[What is needed]: Please state in a single number how many lines of the entries below include the word "TerminalError".

[Data supplied]:
//! End-to-end session tests against a real in-memory SQLite database.
//!
//! Covers the full ring-pay-commit-print-EOD path plus the failure rules:
//! commit retry without re-ringing, printer failures never un-committing,
//! and snapshots surviving later catalog edits.

use std::sync::atomic::{AtomicBool, Ordering};
use std::sync::Arc;

use async_trait::async_trait;
use chrono::{DateTime, Utc};

use storepro_core::types::{NewSale, PaymentMethod, Product, Sale};
use storepro_core::{CoreError, Money, WorkflowPhase};
use storepro_db::{Database, DbConfig, SaleRepository};
use storepro_terminal::{
    BoxError, NullPrinter, ReceiptPrinter, SaleJournal, Terminal, TerminalError,
};

// =============================================================================
// Fixtures
// =============================================================================

async fn seeded_db() -> Database {
    // RUST_LOG=debug cargo test -- --nocapture to watch the session
    let _ = tracing_subscriber::fmt()
        .with_env_filter(tracing_subscriber::EnvFilter::from_default_env())
        .try_init();

    let db = Database::new(DbConfig::in_memory()).await.unwrap();
    for (sku, name, cents, bps) in [
        ("FC-001", "Fish Cake", 389i64, 1500u32),
        ("P-002", "Poutine", 332, 1500),
        ("BI-003", "Big Item", 2500, 0),
    ] {
        db.products()
            .insert(&Product {
                sku: sku.to_string(),
                name: name.to_string(),
                unit_cost_cents: cents,
                tax_rate_bps: bps,
                qty_on_hand: 50,
                created_at: Utc::now(),
                updated_at: Utc::now(),
            })
            .await
            .unwrap();
    }
    db
}

/// Journal wrapper that fails exactly once when armed, then recovers.
struct FlakyJournal {
    inner: SaleRepository,
    fail_next: Arc<AtomicBool>,
}

#[async_trait]
impl SaleJournal for FlakyJournal {
    async fn save_sale_atomic(&self, sale: &NewSale) -> Result<Sale, BoxError> {
        if self.fail_next.swap(false, Ordering::SeqCst) {
            return Err("journal offline".into());
        }
        Ok(self.inner.save_sale_atomic(sale).await?)
    }

    async fn sales_in_range(
        &self,
        start: DateTime<Utc>,
        end: DateTime<Utc>,
    ) -> Result<Vec<Sale>, BoxError> {
        Ok(self.inner.query_sales_in_range(start, end).await?)
    }
}

/// Printer that always fails.
struct DeadPrinter;

#[async_trait]
impl ReceiptPrinter for DeadPrinter {
    async fn print(&mut self, _document: &str) -> Result<(), BoxError> {
        Err("out of paper".into())
    }

    async fn cut(&mut self) -> Result<(), BoxError> {
        Err("out of paper".into())
    }

    async fn flush(&mut self) -> Result<(), BoxError> {
        Err("out of paper".into())
    }
}

// =============================================================================
// Tests
// =============================================================================

#[tokio::test]
async fn full_sale_flow_from_ring_to_receipt() {
    let db = seeded_db().await;
    let mut terminal = Terminal::new(db.products(), db.sales(), NullPrinter);

    // Ring: 1 × Fish Cake + 2 × Poutine at 15% tax
    terminal.add_item("FC-001").await.unwrap();
    terminal.set_multiplier(2).unwrap();
    terminal.add_item("P-002").await.unwrap();

    assert_eq!(terminal.cart().subtotal().cents(), 1053);
    assert_eq!(terminal.cart().tax().cents(), 158);
    assert_eq!(terminal.cart().total().cents(), 1211);

    // Capture: short tender rejected, capture stays open
    let due = terminal.begin_payment().unwrap();
    assert_eq!(due.cents(), 1211);

    let err = terminal
        .submit_tender(Money::from_cents(1000), PaymentMethod::Cash)
        .unwrap_err();
    assert!(matches!(
        err,
        TerminalError::Core(CoreError::InsufficientPayment { .. })
    ));
    assert_eq!(terminal.phase(), WorkflowPhase::Capturing);

    let change = terminal
        .submit_tender(Money::from_cents(2000), PaymentMethod::Cash)
        .unwrap();
    assert_eq!(change.cents(), 789);

    // Commit clears the session
    let sale = terminal.commit().await.unwrap();
    assert_eq!(sale.id, 1);
    assert_eq!(sale.order_number(), "000000001");
    assert_eq!(sale.total().cents(), 1211);
    assert!(terminal.cart().is_empty());
    assert_eq!(terminal.phase(), WorkflowPhase::Idle);

    // Receipt carries the committed totals
    let document = terminal.render_receipt(&sale);
    assert!(document.contains("TASTE EAST"));
    assert!(document.contains("000000001"));
    let total_line = document.lines().find(|l| l.starts_with("Total:")).unwrap();
    assert!(total_line.ends_with("$12.11"));

    terminal.print_receipt(&sale).await.unwrap();
}

#[tokio::test]
async fn unknown_sku_leaves_cart_unchanged() {
    let db = seeded_db().await;
    let mut terminal = Terminal::new(db.products(), db.sales(), NullPrinter);

    terminal.add_item("FC-001").await.unwrap();
    let err = terminal.add_item("NOPE").await.unwrap_err();
    assert!(matches!(err, TerminalError::ProductNotFound(sku) if sku == "NOPE"));
    assert_eq!(terminal.cart().item_count(), 1);
}

#[tokio::test]
async fn cart_locks_while_payment_is_open() {
    let db = seeded_db().await;
    let mut terminal = Terminal::new(db.products(), db.sales(), NullPrinter);

    terminal.add_item("FC-001").await.unwrap();
    terminal.begin_payment().unwrap();

    let err = terminal.add_item("P-002").await.unwrap_err();
    assert!(matches!(
        err,
        TerminalError::Core(CoreError::WrongPhase { .. })
    ));
    assert!(terminal.remove_item(0).is_err());

    // Cancel unlocks; the cart survives intact
    terminal.cancel_payment().unwrap();
    assert_eq!(terminal.cart().item_count(), 1);
    terminal.add_item("P-002").await.unwrap();
    assert_eq!(terminal.cart().item_count(), 2);
}

#[tokio::test]
async fn failed_commit_preserves_cart_and_settlement_for_retry() {
    let db = seeded_db().await;
    let fail_next = Arc::new(AtomicBool::new(true));
    let journal = FlakyJournal {
        inner: db.sales(),
        fail_next: fail_next.clone(),
    };
    let mut terminal = Terminal::new(db.products(), journal, NullPrinter);

    terminal.add_item("FC-001").await.unwrap();
    let due = terminal.begin_payment().unwrap();
    terminal.submit_tender(due, PaymentMethod::Debit).unwrap();

    // First commit hits the armed failure
    let err = terminal.commit().await.unwrap_err();
    assert!(matches!(err, TerminalError::CommitFailed(_)));
    assert_eq!(terminal.cart().item_count(), 1);

    // Retry succeeds without re-ringing or re-tendering
    let sale = terminal.commit().await.unwrap();
    assert_eq!(sale.payment_method, PaymentMethod::Debit);
    assert!(terminal.cart().is_empty());

    // Exactly one sale was journaled
    assert!(db.sales().get_by_id(sale.id).await.unwrap().is_some());
    assert!(db.sales().get_by_id(sale.id + 1).await.unwrap().is_none());
}

#[tokio::test]
async fn commit_without_settlement_is_rejected() {
    let db = seeded_db().await;
    let mut terminal = Terminal::new(db.products(), db.sales(), NullPrinter);

    terminal.add_item("FC-001").await.unwrap();
    let err = terminal.commit().await.unwrap_err();
    assert!(matches!(err, TerminalError::NothingToCommit));

    // A settlement is consumed by its commit; a second commit has nothing
    let due = terminal.begin_payment().unwrap();
    terminal.submit_tender(due, PaymentMethod::Cash).unwrap();
    terminal.commit().await.unwrap();
    let err = terminal.commit().await.unwrap_err();
    assert!(matches!(err, TerminalError::NothingToCommit));
}

#[tokio::test]
async fn printer_failure_never_uncommits_the_sale() {
    let db = seeded_db().await;
    let mut terminal = Terminal::new(db.products(), db.sales(), DeadPrinter);

    terminal.add_item("FC-001").await.unwrap();
    let due = terminal.begin_payment().unwrap();
    terminal.submit_tender(due, PaymentMethod::Cash).unwrap();
    let sale = terminal.commit().await.unwrap();

    let err = terminal.print_receipt(&sale).await.unwrap_err();
    assert!(matches!(err, TerminalError::PrinterUnavailable(_)));

    // Still journaled
    assert!(db.sales().get_by_id(sale.id).await.unwrap().is_some());
}

#[tokio::test]
async fn committed_sales_are_immune_to_later_price_changes() {
    let db = seeded_db().await;
    let mut terminal = Terminal::new(db.products(), db.sales(), NullPrinter);

    terminal.add_item("FC-001").await.unwrap();
    let due = terminal.begin_payment().unwrap();
    terminal.submit_tender(due, PaymentMethod::Cash).unwrap();
    let sale = terminal.commit().await.unwrap();
    let original = terminal.render_receipt(&sale);

    db.products().update_price("FC-001", 999).await.unwrap();

    // Reload and re-render: byte-identical receipt
    let reloaded = db.sales().get_by_id(sale.id).await.unwrap().unwrap();
    assert_eq!(reloaded.items[0].unit_cost_cents, 389);
    assert_eq!(terminal.render_receipt(&reloaded), original);
}

#[tokio::test]
async fn void_sale_resets_the_session() {
    let db = seeded_db().await;
    let mut terminal = Terminal::new(db.products(), db.sales(), NullPrinter);

    terminal.add_item("FC-001").await.unwrap();
    let due = terminal.begin_payment().unwrap();
    terminal.submit_tender(due, PaymentMethod::Cash).unwrap();

    terminal.void_sale();
    assert!(terminal.cart().is_empty());
    assert_eq!(terminal.phase(), WorkflowPhase::Idle);

    // A fresh sale starts cleanly
    terminal.add_item("P-002").await.unwrap();
    assert_eq!(terminal.begin_payment().unwrap().cents(), 382);
}

#[tokio::test]
async fn eod_report_rolls_up_the_day() {
    let db = seeded_db().await;
    let mut terminal = Terminal::new(db.products(), db.sales(), NullPrinter);
    let today = Utc::now().date_naive();

    // Sale 1: $12.11 cash
    terminal.add_item("FC-001").await.unwrap();
    terminal.set_multiplier(2).unwrap();
    terminal.add_item("P-002").await.unwrap();
    let due = terminal.begin_payment().unwrap();
    terminal
        .submit_tender(Money::from_cents(2000), PaymentMethod::Cash)
        .unwrap();
    assert_eq!(due.cents(), 1211);
    terminal.commit().await.unwrap();

    // Sale 2: $25.00 credit, exact
    terminal.add_item("BI-003").await.unwrap();
    let due = terminal.begin_payment().unwrap();
    terminal.submit_tender(due, PaymentMethod::Credit).unwrap();
    terminal.commit().await.unwrap();

    let (summary, report) = terminal.eod_report(today).await.unwrap();
    assert_eq!(summary.total_sales_cents, 3711);
    assert_eq!(summary.totals_by_method[&PaymentMethod::Cash], 1211);
    assert_eq!(summary.totals_by_method[&PaymentMethod::Credit], 2500);
    assert_eq!(summary.product_totals["P-002"].quantity, 2);

    let total_line = report
        .lines()
        .find(|l| l.starts_with("Total Sales:"))
        .unwrap();
    assert!(total_line.ends_with("$37.11"));

    // Empty day is a valid zero report
    let yesterday = today.pred_opt().unwrap();
    let (empty, empty_report) = terminal.eod_report(yesterday).await.unwrap();
    assert_eq!(empty.total_sales_cents, 0);
    assert!(empty_report.contains("Total Sales:"));
}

[Answer section]: 8